Теперь самое главное. Я сижу в каюте под домашним арестом. Около 17 часов чёрт дёрнул меня пойти проверить ход работ по покраске на моих заведованиях. Застал там Мину и старпома, проверявшего ход работ. Старпом пилил моих бойцов за медленный темп работ. Мина поддакивал. Между тем мои ребята точно выполняли все мои указания и не вышли из намеченного графика. Должны успеть. Я сам установил им график работы и отдыха с учётом вахт, жары и трудоёмкости. Начальство застало их во время перерыва, а тут и я пришёл. Повздорил со старпомом. Мы наорали друг на друга. Последний раз я так расходился перед рапортом на увольнение. Нервы, должно быть, сдают. Старпом отправил меня в каюту с глаз долой. Приказал «до особого распоряжения из каюты не выходить, кроме как по нужде и для приёма пищи». Хорошо ещё, что не вспомнил, что я на вахте должен был быть!

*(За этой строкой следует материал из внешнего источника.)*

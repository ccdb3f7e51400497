pub mod memory;
pub mod ssm;

pub use memory::MemoryStore;
pub use ssm::{SsmConfig, SsmStore};

use async_trait::async_trait;
use chrono::{DateTime, Utc};
use serde::{Deserialize, Serialize};
use thiserror::Error;

/// Errors from the remote parameter store
#[derive(Debug, Error)]
pub enum StoreError {
    #[error("Parameter not found: {0}")]
    NotFound(String),

    #[error("Parameter already exists: {0}")]
    AlreadyExists(String),

    #[error("Store request failed: {0}")]
    Request(String),

    #[error("Store rejected request ({code}): {message}")]
    Service { code: String, message: String },

    #[error("Unreadable store response: {0}")]
    Decode(String),
}

/// Storage class of a parameter. SecureString values are encrypted at rest
/// and only readable in clear with decryption requested.
#[derive(Debug, Clone, Copy, PartialEq, Eq, Default, Serialize, Deserialize)]
pub enum ParameterKind {
    #[default]
    String,
    StringList,
    SecureString,
}

impl ParameterKind {
    pub const ALL: [ParameterKind; 3] = [
        ParameterKind::String,
        ParameterKind::StringList,
        ParameterKind::SecureString,
    ];

    pub fn as_str(&self) -> &'static str {
        match self {
            ParameterKind::String => "String",
            ParameterKind::StringList => "StringList",
            ParameterKind::SecureString => "SecureString",
        }
    }

    pub fn parse(s: &str) -> Option<Self> {
        Self::ALL.into_iter().find(|k| k.as_str() == s)
    }
}

/// A parameter as held by the store
#[derive(Debug, Clone, PartialEq)]
pub struct StoredParameter {
    pub name: String,
    pub value: String,
    pub kind: ParameterKind,
    pub version: i64,
    pub last_modified: DateTime<Utc>,
    /// Canonical resource identifier assigned by the store
    pub arn: String,
}

#[derive(Debug, Clone)]
pub struct PutParameter {
    pub name: String,
    pub value: String,
    pub kind: ParameterKind,
    pub description: Option<String>,
    pub overwrite: bool,
}

impl PutParameter {
    pub fn new(name: impl Into<String>, value: impl Into<String>) -> Self {
        Self {
            name: name.into(),
            value: value.into(),
            kind: ParameterKind::String,
            description: None,
            overwrite: false,
        }
    }

    pub fn kind(mut self, kind: ParameterKind) -> Self {
        self.kind = kind;
        self
    }

    pub fn description(mut self, description: impl Into<String>) -> Self {
        self.description = Some(description.into());
        self
    }

    pub fn overwrite(mut self, overwrite: bool) -> Self {
        self.overwrite = overwrite;
        self
    }
}

/// One page of a by-path listing
#[derive(Debug, Clone, Default)]
pub struct ParameterPage {
    pub parameters: Vec<StoredParameter>,
    pub next_token: Option<String>,
}

/// Hierarchical key-value store holding slash-delimited parameter names.
///
/// Repositories receive an `Arc<dyn ParameterStore>` at construction; nothing
/// in the crate reaches for a global client.
#[async_trait]
pub trait ParameterStore: Send + Sync {
    /// Fetch one parameter, `None` when the name is unoccupied
    async fn get(&self, name: &str, with_decryption: bool)
        -> Result<Option<StoredParameter>, StoreError>;

    /// Write a parameter. Without `overwrite` an occupied name fails with
    /// `StoreError::AlreadyExists`.
    async fn put(&self, parameter: PutParameter) -> Result<(), StoreError>;

    async fn delete(&self, name: &str) -> Result<(), StoreError>;

    /// Fetch a single page of parameters below `path`
    async fn get_by_path(
        &self,
        path: &str,
        recursive: bool,
        with_decryption: bool,
        next_token: Option<String>,
    ) -> Result<ParameterPage, StoreError>;

    /// Every parameter below `path` (recursive), with pagination drained
    async fn list_by_path(
        &self,
        path: &str,
        with_decryption: bool,
    ) -> Result<Vec<StoredParameter>, StoreError> {
        let mut parameters = Vec::new();
        let mut next_token = None;
        loop {
            let page = self
                .get_by_path(path, true, with_decryption, next_token)
                .await?;
            parameters.extend(page.parameters);
            match page.next_token {
                Some(token) if !token.is_empty() => next_token = Some(token),
                _ => break,
            }
        }
        Ok(parameters)
    }
}

/// Join name segments into a store path, skipping empty segments
pub fn join_path(root: &str, segments: &[&str]) -> String {
    let mut path = root.trim_end_matches('/').to_string();
    for segment in segments.iter().map(|s| s.trim_matches('/')).filter(|s| !s.is_empty()) {
        path.push('/');
        path.push_str(segment);
    }
    path
}
use std::borrow::Cow;

use crate::users::Capability;

/// Every endpoint the router serves, with path parameters already decoded
#[derive(Debug, Clone, PartialEq, Eq)]
pub enum Route {
    Index,
    Docs,
    Health,

    ListUsers,
    CreateUser,
    GetUser(String),
    UpdateUser(String),
    DeleteUser(String),

    ListParameters,
    CreateParameter,
    ListPrefixes,
    ListByPrefix(String),
    DeleteByArn(String),
    GetParameter { prefix: String, id: String },
    UpdateParameter { prefix: String, id: String },
    DeleteParameter { prefix: String, id: String },
}

impl Route {
    /// Match a method and path. Trailing slashes are ignored; `prefixes`,
    /// `prefix/..` and `arn/..` below `/parameters` are never flag ids.
    pub fn parse(method: &str, path: &str) -> Option<Route> {
        let method = method.to_ascii_uppercase();
        let path = normalize(path);

        match (method.as_str(), path) {
            ("GET", "/") => return Some(Route::Index),
            ("GET", "/docs") => return Some(Route::Docs),
            ("GET", "/health") => return Some(Route::Health),
            ("GET", "/users") => return Some(Route::ListUsers),
            ("POST", "/users") => return Some(Route::CreateUser),
            ("GET", "/parameters") => return Some(Route::ListParameters),
            ("POST", "/parameters") => return Some(Route::CreateParameter),
            _ => {}
        }

        if let Some(id) = path.strip_prefix("/users/") {
            let id = decode(id);
            return match method.as_str() {
                "GET" => Some(Route::GetUser(id)),
                "PUT" => Some(Route::UpdateUser(id)),
                "DELETE" => Some(Route::DeleteUser(id)),
                _ => None,
            };
        }

        let rest = path.strip_prefix("/parameters/")?;
        if rest == "prefixes" {
            return (method == "GET").then_some(Route::ListPrefixes);
        }
        if let Some(prefix) = rest.strip_prefix("prefix/") {
            let prefix = path_segment(prefix)?;
            return (method == "GET").then_some(Route::ListByPrefix(prefix));
        }
        if rest == "prefix" {
            return None;
        }
        if let Some(reference) = rest.strip_prefix("arn/") {
            return (method == "DELETE").then(|| Route::DeleteByArn(decode(reference)));
        }
        if rest == "arn" {
            return None;
        }

        let (prefix, id) = match rest.split_once('/') {
            Some((prefix, id)) => (path_segment(prefix)?, path_segment(id)?),
            None => (String::new(), path_segment(rest)?),
        };
        if id.is_empty() {
            return None;
        }
        match method.as_str() {
            "GET" => Some(Route::GetParameter { prefix, id }),
            "PUT" => Some(Route::UpdateParameter { prefix, id }),
            "DELETE" => Some(Route::DeleteParameter { prefix, id }),
            _ => None,
        }
    }

    /// Permission the caller must hold; `None` for the public system routes
    pub fn capability(&self) -> Option<Capability> {
        match self {
            Route::Index | Route::Docs | Route::Health => None,
            Route::ListUsers | Route::GetUser(_) => Some(Capability::Read),
            Route::CreateUser | Route::UpdateUser(_) | Route::DeleteUser(_) => Some(Capability::Admin),
            Route::ListParameters
            | Route::ListPrefixes
            | Route::ListByPrefix(_)
            | Route::GetParameter { .. } => Some(Capability::Read),
            Route::CreateParameter | Route::UpdateParameter { .. } => Some(Capability::Write),
            Route::DeleteByArn(_) | Route::DeleteParameter { .. } => Some(Capability::Admin),
        }
    }

    /// Short label for logs
    pub fn name(&self) -> &'static str {
        match self {
            Route::Index => "index",
            Route::Docs => "docs",
            Route::Health => "health",
            Route::ListUsers => "users.list",
            Route::CreateUser => "users.create",
            Route::GetUser(_) => "users.get",
            Route::UpdateUser(_) => "users.update",
            Route::DeleteUser(_) => "users.delete",
            Route::ListParameters => "parameters.list",
            Route::CreateParameter => "parameters.create",
            Route::ListPrefixes => "parameters.prefixes",
            Route::ListByPrefix(_) => "parameters.by_prefix",
            Route::DeleteByArn(_) => "parameters.delete_arn",
            Route::GetParameter { .. } => "parameters.get",
            Route::UpdateParameter { .. } => "parameters.update",
            Route::DeleteParameter { .. } => "parameters.delete",
        }
    }
}

fn normalize(path: &str) -> &str {
    let path = path.split('?').next().unwrap_or_default();
    match path.trim_end_matches('/') {
        "" => "/",
        trimmed => trimmed,
    }
}

fn decode(segment: &str) -> String {
    urlencoding::decode(segment)
        .unwrap_or(Cow::Borrowed(segment))
        .into_owned()
}

/// A decoded prefix or id: one key segment, never a traversal
fn path_segment(raw: &str) -> Option<String> {
    let segment = decode(raw);
    match segment.as_str() {
        "." | ".." => None,
        s if s.contains('/') => None,
        _ => Some(segment),
    }
}

#[cfg(test)]
mod tests {
    use super::*;

    fn param(prefix: &str, id: &str) -> (String, String) {
        (prefix.to_string(), id.to_string())
    }

    #[test]
    fn system_and_collection_routes() {
        assert_eq!(Route::parse("GET", "/"), Some(Route::Index));
        assert_eq!(Route::parse("GET", ""), Some(Route::Index));
        assert_eq!(Route::parse("get", "/health/"), Some(Route::Health));
        assert_eq!(Route::parse("GET", "/docs"), Some(Route::Docs));
        assert_eq!(Route::parse("POST", "/parameters/"), Some(Route::CreateParameter));
        assert_eq!(Route::parse("GET", "/users"), Some(Route::ListUsers));
        assert_eq!(Route::parse("POST", "/health"), None);
    }

    #[test]
    fn parameter_paths_split_prefix_from_id() {
        let Some(Route::GetParameter { prefix, id }) = Route::parse("GET", "/parameters/DARK_MODE") else {
            panic!("expected GetParameter");
        };
        assert_eq!((prefix, id), param("", "DARK_MODE"));

        let Some(Route::UpdateParameter { prefix, id }) = Route::parse("PUT", "/parameters/ui/DARK_MODE") else {
            panic!("expected UpdateParameter");
        };
        assert_eq!((prefix, id), param("ui", "DARK_MODE"));

        assert_eq!(Route::parse("GET", "/parameters/ui/"), Some(Route::GetParameter {
            prefix: String::new(),
            id: "ui".to_string()
        }));
        assert_eq!(Route::parse("PATCH", "/parameters/X"), None);
    }

    #[test]
    fn reserved_segments_win_over_flag_ids() {
        assert_eq!(Route::parse("GET", "/parameters/prefixes"), Some(Route::ListPrefixes));
        assert_eq!(Route::parse("PUT", "/parameters/prefixes"), None);
        assert_eq!(
            Route::parse("GET", "/parameters/prefix/ui"),
            Some(Route::ListByPrefix("ui".to_string()))
        );
        assert_eq!(Route::parse("GET", "/parameters/prefix"), None);
        assert_eq!(Route::parse("GET", "/parameters/arn/x"), None);
    }

    #[test]
    fn flag_segments_cannot_escape_their_key() {
        for path in [
            "/parameters/..",
            "/parameters/ui/..",
            "/parameters/../X",
            "/parameters/%2E%2E/X",
            "/parameters/ui%2Fnested/X",
            "/parameters/ui/a%2Fb",
            "/parameters/ui/a/b",
            "/parameters/prefix/..",
            "/parameters/prefix/a%2Fb",
        ] {
            assert_eq!(Route::parse("GET", path), None, "{}", path);
        }
        assert_eq!(Route::parse("DELETE", "/parameters/ui/..%2F..%2Fusers"), None);
        assert_eq!(Route::parse("PUT", "/parameters/./X"), None);

        assert_eq!(
            Route::parse("GET", "/parameters/ui/A.B"),
            Some(Route::GetParameter { prefix: "ui".to_string(), id: "A.B".to_string() })
        );
    }

    #[test]
    fn arn_keeps_slashes_and_is_decoded() {
        let arn = "arn:aws:ssm:us-east-1:000000000000:parameter/feature-flags/ui/X";
        assert_eq!(
            Route::parse("DELETE", &format!("/parameters/arn/{}", arn)),
            Some(Route::DeleteByArn(arn.to_string()))
        );
        assert_eq!(
            Route::parse("DELETE", &format!("/parameters/arn/{}", urlencoding::encode(arn))),
            Some(Route::DeleteByArn(arn.to_string()))
        );
    }

    #[test]
    fn user_ids_are_decoded() {
        assert_eq!(
            Route::parse("GET", "/users/ana%40x.com"),
            Some(Route::GetUser("ana@x.com".to_string()))
        );
        assert_eq!(Route::parse("PATCH", "/users/a"), None);
    }

    #[test]
    fn capabilities_follow_the_route_table() {
        let cases = [
            ("GET", "/health", None),
            ("GET", "/users", Some(Capability::Read)),
            ("POST", "/users", Some(Capability::Admin)),
            ("PUT", "/users/a", Some(Capability::Admin)),
            ("GET", "/parameters", Some(Capability::Read)),
            ("POST", "/parameters", Some(Capability::Write)),
            ("PUT", "/parameters/X", Some(Capability::Write)),
            ("DELETE", "/parameters/ui/X", Some(Capability::Admin)),
            ("DELETE", "/parameters/arn/a", Some(Capability::Admin)),
        ];
        for (method, path, capability) in cases {
            let route = Route::parse(method, path).unwrap();
            assert_eq!(route.capability(), capability, "{} {}", method, path);
        }
    }
}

Часик поспал. Потом немного порисовал под оперу «Князь Игорь» («О дайте, дайте мне свободу!..») из магнитофона. Потом ко мне собрались штук шесть старших лейтенантов с акцией поддержки, как посетители в камеру. Мы рассуждали на тему несовершенства военной организации и о долготерпимости советского матроса. Матрос стоит на вахте, ухаживает за техникой, содержит корабль, выслушивает хамство начальников, спит не более 6 часов в сутки (урывками!), а что за это получает? И это наше общество, где «человек человеку друг, товарищ и брат»? Мы воюем со ржавчиной, начиная с первого прохода Гибралтара. Авралы для каких-нибудь срочных работ бывают каждую неделю. Отменяются обеденные перерывы и выходные, демонстрации кинофильмов. Сначала за хорошую работу им сулили отдых и кино, потом заход в Конакри. Ничего толком не выполнили. Теперь уже матросам ничего не обещают, а они ничему не верят, но всё равно работают, и работают хорошо! А ведь со всех трибун орут, что «к людям сейчас надо помякше, а на вопросы смотреть поширше!»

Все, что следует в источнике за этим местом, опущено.